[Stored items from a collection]
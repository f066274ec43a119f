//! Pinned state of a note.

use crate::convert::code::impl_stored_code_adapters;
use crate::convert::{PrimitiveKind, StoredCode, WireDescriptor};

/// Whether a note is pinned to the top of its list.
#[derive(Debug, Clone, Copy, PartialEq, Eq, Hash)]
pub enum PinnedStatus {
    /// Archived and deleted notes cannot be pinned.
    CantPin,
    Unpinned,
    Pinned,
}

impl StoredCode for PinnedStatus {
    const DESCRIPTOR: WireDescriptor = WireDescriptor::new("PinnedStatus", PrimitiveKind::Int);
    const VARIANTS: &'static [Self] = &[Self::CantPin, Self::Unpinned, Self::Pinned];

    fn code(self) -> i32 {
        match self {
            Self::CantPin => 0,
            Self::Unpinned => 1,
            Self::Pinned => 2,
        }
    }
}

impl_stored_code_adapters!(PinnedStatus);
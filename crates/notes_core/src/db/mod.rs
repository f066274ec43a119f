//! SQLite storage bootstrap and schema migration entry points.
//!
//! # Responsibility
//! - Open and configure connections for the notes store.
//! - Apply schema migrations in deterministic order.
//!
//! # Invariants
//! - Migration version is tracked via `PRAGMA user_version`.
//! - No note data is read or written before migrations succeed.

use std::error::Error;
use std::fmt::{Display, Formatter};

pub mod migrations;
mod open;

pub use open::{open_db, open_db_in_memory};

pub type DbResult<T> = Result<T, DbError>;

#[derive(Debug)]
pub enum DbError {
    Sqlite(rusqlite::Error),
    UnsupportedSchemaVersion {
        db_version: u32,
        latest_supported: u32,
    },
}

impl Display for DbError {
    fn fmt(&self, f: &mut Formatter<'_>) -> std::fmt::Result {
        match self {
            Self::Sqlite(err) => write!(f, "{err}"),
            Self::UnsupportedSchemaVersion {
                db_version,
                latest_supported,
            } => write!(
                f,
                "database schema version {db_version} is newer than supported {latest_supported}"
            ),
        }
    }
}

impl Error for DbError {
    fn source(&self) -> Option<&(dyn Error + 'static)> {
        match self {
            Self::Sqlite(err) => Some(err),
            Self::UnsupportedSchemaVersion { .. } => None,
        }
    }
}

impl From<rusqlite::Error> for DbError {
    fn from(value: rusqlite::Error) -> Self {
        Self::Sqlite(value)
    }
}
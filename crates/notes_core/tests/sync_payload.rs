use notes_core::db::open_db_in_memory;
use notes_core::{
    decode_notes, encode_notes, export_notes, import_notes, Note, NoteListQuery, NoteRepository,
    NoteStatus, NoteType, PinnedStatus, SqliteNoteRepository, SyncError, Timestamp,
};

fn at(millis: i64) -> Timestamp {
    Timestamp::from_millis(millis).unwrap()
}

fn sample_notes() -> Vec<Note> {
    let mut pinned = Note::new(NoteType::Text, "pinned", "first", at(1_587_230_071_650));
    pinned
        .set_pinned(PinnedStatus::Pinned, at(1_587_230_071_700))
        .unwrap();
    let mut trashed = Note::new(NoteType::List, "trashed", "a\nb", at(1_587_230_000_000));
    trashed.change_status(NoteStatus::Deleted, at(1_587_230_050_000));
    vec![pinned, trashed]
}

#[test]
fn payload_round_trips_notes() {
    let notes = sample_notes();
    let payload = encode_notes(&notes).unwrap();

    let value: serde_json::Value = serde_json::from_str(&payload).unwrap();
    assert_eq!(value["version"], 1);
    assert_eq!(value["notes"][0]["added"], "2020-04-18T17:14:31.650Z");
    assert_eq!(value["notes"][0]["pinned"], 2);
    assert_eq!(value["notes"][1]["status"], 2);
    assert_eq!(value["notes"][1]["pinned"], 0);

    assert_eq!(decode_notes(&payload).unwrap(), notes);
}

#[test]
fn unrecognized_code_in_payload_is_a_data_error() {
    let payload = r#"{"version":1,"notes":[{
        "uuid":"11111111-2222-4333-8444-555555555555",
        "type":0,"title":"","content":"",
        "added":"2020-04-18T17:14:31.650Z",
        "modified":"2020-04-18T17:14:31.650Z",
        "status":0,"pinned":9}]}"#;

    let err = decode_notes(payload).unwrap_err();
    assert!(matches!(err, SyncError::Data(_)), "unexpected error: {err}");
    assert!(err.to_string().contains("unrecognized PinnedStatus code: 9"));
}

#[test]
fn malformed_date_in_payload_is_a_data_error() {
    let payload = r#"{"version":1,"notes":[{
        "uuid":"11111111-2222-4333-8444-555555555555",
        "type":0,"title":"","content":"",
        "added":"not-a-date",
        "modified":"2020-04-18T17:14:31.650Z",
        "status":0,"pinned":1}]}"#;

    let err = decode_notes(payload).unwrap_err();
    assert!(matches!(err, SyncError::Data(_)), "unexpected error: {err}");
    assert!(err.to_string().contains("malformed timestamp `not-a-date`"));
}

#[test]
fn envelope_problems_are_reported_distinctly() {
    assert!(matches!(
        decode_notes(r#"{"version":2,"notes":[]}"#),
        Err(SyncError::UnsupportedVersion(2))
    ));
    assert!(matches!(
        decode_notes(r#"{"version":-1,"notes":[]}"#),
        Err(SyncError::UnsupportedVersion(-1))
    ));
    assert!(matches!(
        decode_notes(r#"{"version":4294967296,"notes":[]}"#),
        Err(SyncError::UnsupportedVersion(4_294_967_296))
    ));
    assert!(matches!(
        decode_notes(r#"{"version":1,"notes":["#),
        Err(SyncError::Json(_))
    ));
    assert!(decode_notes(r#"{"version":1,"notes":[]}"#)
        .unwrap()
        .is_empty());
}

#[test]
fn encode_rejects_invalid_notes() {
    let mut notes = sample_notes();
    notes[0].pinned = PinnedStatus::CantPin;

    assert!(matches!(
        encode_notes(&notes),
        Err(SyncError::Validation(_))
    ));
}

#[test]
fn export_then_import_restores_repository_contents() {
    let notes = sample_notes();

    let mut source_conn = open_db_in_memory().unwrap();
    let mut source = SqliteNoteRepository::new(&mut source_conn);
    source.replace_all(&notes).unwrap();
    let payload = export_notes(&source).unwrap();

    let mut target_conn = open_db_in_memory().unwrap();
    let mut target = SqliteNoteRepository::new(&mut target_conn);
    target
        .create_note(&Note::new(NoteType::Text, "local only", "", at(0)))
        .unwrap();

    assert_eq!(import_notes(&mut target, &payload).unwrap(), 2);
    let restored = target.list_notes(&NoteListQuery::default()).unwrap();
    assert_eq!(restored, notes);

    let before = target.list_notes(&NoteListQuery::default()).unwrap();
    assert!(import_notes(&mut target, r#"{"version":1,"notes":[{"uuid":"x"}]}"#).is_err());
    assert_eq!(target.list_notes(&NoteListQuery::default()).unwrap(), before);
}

_Work instructions_. Your reply should repeat the entries above in full, with every character intact.

_Response area_.
repository f066274ec43a119f
//! Pinned state of a note.

use crate::convert::code::impl_stored_code_adapters;
use crate::convert::{PrimitiveKind, StoredCode, WireDescriptor};

/// Whether a note is pinned to the top of its list.
#[derive(Debug, Clone, Copy, PartialEq, Eq, Hash)]
pub enum PinnedStatus {
    /// Archived and deleted notes cannot be pinned.
    CantPin,
    Unpinned,
    Pinned,
}

impl StoredCode for PinnedStatus {
    const DESCRIPTOR: WireDescriptor = WireDescriptor::new("PinnedStatus", PrimitiveKind::Int);
    const VARIANTS: &'static [Self] = &[Self::CantPin, Self::Unpinned, Self::Pinned];

    fn code(self) -> i32 {
        match self {
            Self::CantPin => 0,
            Self::Unpinned => 1,
            Self::Pinned => 2,
        }
    }
}

impl_stored_code_adapters!(PinnedStatus);
filename crates/notes_core/src/db/mod.rs
repository f066274ec43a119f
//! SQLite storage bootstrap and schema migration entry points.
//!
//! # Responsibility
//! - Open and configure connections for the notes store.
//! - Apply schema migrations in deterministic order.
//!
//! # Invariants
//! - Migration version is tracked via `PRAGMA user_version`.
//! - No note data is read or written before migrations succeed.

use std::error::Error;
use std::fmt::{Display, Formatter};

pub mod migrations;
mod open;

pub use open::{open_db, open_db_in_memory};

pub type DbResult<T> = Result<T, DbError>;

#[derive(Debug)]
pub enum DbError {
    Sqlite(rusqlite::Error),
    UnsupportedSchemaVersion {
        db_version: u32,
        latest_supported: u32,
    },
}

impl Display for DbError {
    fn fmt(&self, f: &mut Formatter<'_>) -> std::fmt::Result {
        match self {
            Self::Sqlite(err) => write!(f, "{err}"),
            Self::UnsupportedSchemaVersion {
                db_version,
                latest_supported,
            } => write!(
                f,
                "database schema version {db_version} is newer than supported {latest_supported}"
            ),
        }
    }
}

impl Error for DbError {
    fn source(&self) -> Option<&(dyn Error + 'static)> {
        match self {
            Self::Sqlite(err) => Some(err),
            Self::UnsupportedSchemaVersion { .. } => None,
        }
    }
}

impl From<rusqlite::Error> for DbError {
    fn from(value: rusqlite::Error) -> Self {
        Self::Sqlite(value)
    }
}
filename crates/notes_core/tests/sync_payload.rs
use notes_core::db::open_db_in_memory;
use notes_core::{
    decode_notes, encode_notes, export_notes, import_notes, Note, NoteListQuery, NoteRepository,
    NoteStatus, NoteType, PinnedStatus, SqliteNoteRepository, SyncError, Timestamp,
};

fn at(millis: i64) -> Timestamp {
    Timestamp::from_millis(millis).unwrap()
}

fn sample_notes() -> Vec<Note> {
    let mut pinned = Note::new(NoteType::Text, "pinned", "first", at(1_587_230_071_650));
    pinned
        .set_pinned(PinnedStatus::Pinned, at(1_587_230_071_700))
        .unwrap();
    let mut trashed = Note::new(NoteType::List, "trashed", "a\nb", at(1_587_230_000_000));
    trashed.change_status(NoteStatus::Deleted, at(1_587_230_050_000));
    vec![pinned, trashed]
}

#[test]
fn payload_round_trips_notes() {
    let notes = sample_notes();
    let payload = encode_notes(&notes).unwrap();

    let value: serde_json::Value = serde_json::from_str(&payload).unwrap();
    assert_eq!(value["version"], 1);
    assert_eq!(value["notes"][0]["added"], "2020-04-18T17:14:31.650Z");
    assert_eq!(value["notes"][0]["pinned"], 2);
    assert_eq!(value["notes"][1]["status"], 2);
    assert_eq!(value["notes"][1]["pinned"], 0);

    assert_eq!(decode_notes(&payload).unwrap(), notes);
}

#[test]
fn unrecognized_code_in_payload_is_a_data_error() {
    let payload = r#"{"version":1,"notes":[{
        "uuid":"11111111-2222-4333-8444-555555555555",
        "type":0,"title":"","content":"",
        "added":"2020-04-18T17:14:31.650Z",
        "modified":"2020-04-18T17:14:31.650Z",
        "status":0,"pinned":9}]}"#;

    let err = decode_notes(payload).unwrap_err();
    assert!(matches!(err, SyncError::Data(_)), "unexpected error: {err}");
    assert!(err.to_string().contains("unrecognized PinnedStatus code: 9"));
}

#[test]
fn malformed_date_in_payload_is_a_data_error() {
    let payload = r#"{"version":1,"notes":[{
        "uuid":"11111111-2222-4333-8444-555555555555",
        "type":0,"title":"","content":"",
        "added":"not-a-date",
        "modified":"2020-04-18T17:14:31.650Z",
        "status":0,"pinned":1}]}"#;

    let err = decode_notes(payload).unwrap_err();
    assert!(matches!(err, SyncError::Data(_)), "unexpected error: {err}");
    assert!(err.to_string().contains("malformed timestamp `not-a-date`"));
}

#[test]
fn envelope_problems_are_reported_distinctly() {
    assert!(matches!(
        decode_notes(r#"{"version":2,"notes":[]}"#),
        Err(SyncError::UnsupportedVersion(2))
    ));
    assert!(matches!(
        decode_notes(r#"{"version":-1,"notes":[]}"#),
        Err(SyncError::UnsupportedVersion(-1))
    ));
    assert!(matches!(
        decode_notes(r#"{"version":4294967296,"notes":[]}"#),
        Err(SyncError::UnsupportedVersion(4_294_967_296))
    ));
    assert!(matches!(
        decode_notes(r#"{"version":1,"notes":["#),
        Err(SyncError::Json(_))
    ));
    assert!(decode_notes(r#"{"version":1,"notes":[]}"#)
        .unwrap()
        .is_empty());
}

#[test]
fn encode_rejects_invalid_notes() {
    let mut notes = sample_notes();
    notes[0].pinned = PinnedStatus::CantPin;

    assert!(matches!(
        encode_notes(&notes),
        Err(SyncError::Validation(_))
    ));
}

#[test]
fn export_then_import_restores_repository_contents() {
    let notes = sample_notes();

    let mut source_conn = open_db_in_memory().unwrap();
    let mut source = SqliteNoteRepository::new(&mut source_conn);
    source.replace_all(&notes).unwrap();
    let payload = export_notes(&source).unwrap();

    let mut target_conn = open_db_in_memory().unwrap();
    let mut target = SqliteNoteRepository::new(&mut target_conn);
    target
        .create_note(&Note::new(NoteType::Text, "local only", "", at(0)))
        .unwrap();

    assert_eq!(import_notes(&mut target, &payload).unwrap(), 2);
    let restored = target.list_notes(&NoteListQuery::default()).unwrap();
    assert_eq!(restored, notes);

    let before = target.list_notes(&NoteListQuery::default()).unwrap();
    assert!(import_notes(&mut target, r#"{"version":1,"notes":[{"uuid":"x"}]}"#).is_err());
    assert_eq!(target.list_notes(&NoteListQuery::default()).unwrap(), before);
}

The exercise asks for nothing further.